- _AIM OF THE TASK_: Restating the data exactly is the whole task.

- _RECORDS TO PROCESS_:
━━━━

#![forbid(unsafe_code)]

//! Revision records.
//!
//! A [`Revision`] is one historical version of a record, linked to its
//! predecessor through an optional parent id. Records arrive from an
//! external history loader as camelCase JSON; the layout engine consumes
//! them read-only.

use serde::{Deserialize, Serialize};
use std::borrow::Cow;

/// One historical version of a record.
///
/// # Ordering precondition
///
/// `time` is compared as a plain string. Callers must supply canonical,
/// zero-padded ISO-8601 timestamps; non-canonical values will silently
/// misorder rows. The engine does not parse or repair timestamps.
///
/// # Example
///
/// ```
/// use revlane_core::Revision;
///
/// let rev = Revision::new("r2", "2024-01-02T09:30:00Z")
///     .with_parent("r1")
///     .with_author("mika");
///
/// assert_eq!(rev.parent_id.as_deref(), Some("r1"));
/// assert_eq!(rev.resolved_id(0), "r2");
/// ```
#[derive(Debug, Clone, PartialEq, Eq, Default, Serialize, Deserialize)]
#[serde(rename_all = "camelCase", default)]
pub struct Revision {
    /// Identity, if the source record carried one.
    ///
    /// Records without an id are still laid out; the engine substitutes a
    /// positional placeholder via [`resolved_id`](Self::resolved_id).
    #[serde(skip_serializing_if = "Option::is_none")]
    pub id: Option<String>,
    /// Predecessor id, or `None` for a history root.
    #[serde(skip_serializing_if = "Option::is_none")]
    pub parent_id: Option<String>,
    /// Lexically-orderable timestamp (see the ordering precondition above).
    pub time: String,
    /// Display metadata, opaque to the layout engine.
    #[serde(skip_serializing_if = "Option::is_none")]
    pub status: Option<String>,
    /// Display metadata, opaque to the layout engine.
    #[serde(skip_serializing_if = "Option::is_none")]
    pub author: Option<String>,
}

impl Revision {
    /// Create a revision with an id and timestamp.
    #[must_use]
    pub fn new(id: impl Into<String>, time: impl Into<String>) -> Self {
        Self {
            id: Some(id.into()),
            time: time.into(),
            ..Self::default()
        }
    }

    /// Create a revision without an identity (placeholder assigned at layout).
    #[must_use]
    pub fn unidentified(time: impl Into<String>) -> Self {
        Self {
            time: time.into(),
            ..Self::default()
        }
    }

    /// Set the predecessor id.
    #[must_use]
    pub fn with_parent(mut self, parent_id: impl Into<String>) -> Self {
        self.parent_id = Some(parent_id.into());
        self
    }

    /// Set the display status.
    #[must_use]
    pub fn with_status(mut self, status: impl Into<String>) -> Self {
        self.status = Some(status.into());
        self
    }

    /// Set the display author.
    #[must_use]
    pub fn with_author(mut self, author: impl Into<String>) -> Self {
        self.author = Some(author.into());
        self
    }

    /// Resolve this revision's identity.
    ///
    /// Returns the record's own id when present, otherwise a positional
    /// placeholder derived from `index` (the record's position in the
    /// window). The placeholder is a pure function of the index, so
    /// repeated calls over the same window resolve identically; it is
    /// unique within one call as long as real ids do not use the `#`
    /// prefix.
    #[must_use]
    pub fn resolved_id(&self, index: usize) -> Cow<'_, str> {
        match &self.id {
            Some(id) => Cow::Borrowed(id.as_str()),
            None => Cow::Owned(format!("#{index}")),
        }
    }
}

━━━━

- _EXERCISE SOLUTION_:
#![forbid(unsafe_code)]

//! Revision records.
//!
//! A [`Revision`] is one historical version of a record, linked to its
//! predecessor through an optional parent id. Records arrive from an
//! external history loader as camelCase JSON; the layout engine consumes
//! them read-only.

use serde::{Deserialize, Serialize};
use std::borrow::Cow;

/// One historical version of a record.
///
/// # Ordering precondition
///
/// `time` is compared as a plain string. Callers must supply canonical,
/// zero-padded ISO-8601 timestamps; non-canonical values will silently
/// misorder rows. The engine does not parse or repair timestamps.
///
/// # Example
///
/// ```
/// use revlane_core::Revision;
///
/// let rev = Revision::new("r2", "2024-01-02T09:30:00Z")
///     .with_parent("r1")
///     .with_author("mika");
///
/// assert_eq!(rev.parent_id.as_deref(), Some("r1"));
/// assert_eq!(rev.resolved_id(0), "r2");
/// ```
#[derive(Debug, Clone, PartialEq, Eq, Default, Serialize, Deserialize)]
#[serde(rename_all = "camelCase", default)]
pub struct Revision {
    /// Identity, if the source record carried one.
    ///
    /// Records without an id are still laid out; the engine substitutes a
    /// positional placeholder via [`resolved_id`](Self::resolved_id).
    #[serde(skip_serializing_if = "Option::is_none")]
    pub id: Option<String>,
    /// Predecessor id, or `None` for a history root.
    #[serde(skip_serializing_if = "Option::is_none")]
    pub parent_id: Option<String>,
    /// Lexically-orderable timestamp (see the ordering precondition above).
    pub time: String,
    /// Display metadata, opaque to the layout engine.
    #[serde(skip_serializing_if = "Option::is_none")]
    pub status: Option<String>,
    /// Display metadata, opaque to the layout engine.
    #[serde(skip_serializing_if = "Option::is_none")]
    pub author: Option<String>,
}

impl Revision {
    /// Create a revision with an id and timestamp.
    #[must_use]
    pub fn new(id: impl Into<String>, time: impl Into<String>) -> Self {
        Self {
            id: Some(id.into()),
            time: time.into(),
            ..Self::default()
        }
    }

    /// Create a revision without an identity (placeholder assigned at layout).
    #[must_use]
    pub fn unidentified(time: impl Into<String>) -> Self {
        Self {
            time: time.into(),
            ..Self::default()
        }
    }

    /// Set the predecessor id.
    #[must_use]
    pub fn with_parent(mut self, parent_id: impl Into<String>) -> Self {
        self.parent_id = Some(parent_id.into());
        self
    }

    /// Set the display status.
    #[must_use]
    pub fn with_status(mut self, status: impl Into<String>) -> Self {
        self.status = Some(status.into());
        self
    }

    /// Set the display author.
    #[must_use]
    pub fn with_author(mut self, author: impl Into<String>) -> Self {
        self.author = Some(author.into());
        self
    }

    /// Resolve this revision's identity.
    ///
    /// Returns the record's own id when present, otherwise a positional
    /// placeholder derived from `index` (the record's position in the
    /// window). The placeholder is a pure function of the index, so
    /// repeated calls over the same window resolve identically; it is
    /// unique within one call as long as real ids do not use the `#`
    /// prefix.
    #[must_use]
    pub fn resolved_id(&self, index: usize) -> Cow<'_, str> {
        match &self.id {
            Some(id) => Cow::Borrowed(id.as_str()),
            None => Cow::Owned(format!("#{index}")),
        }
    }
}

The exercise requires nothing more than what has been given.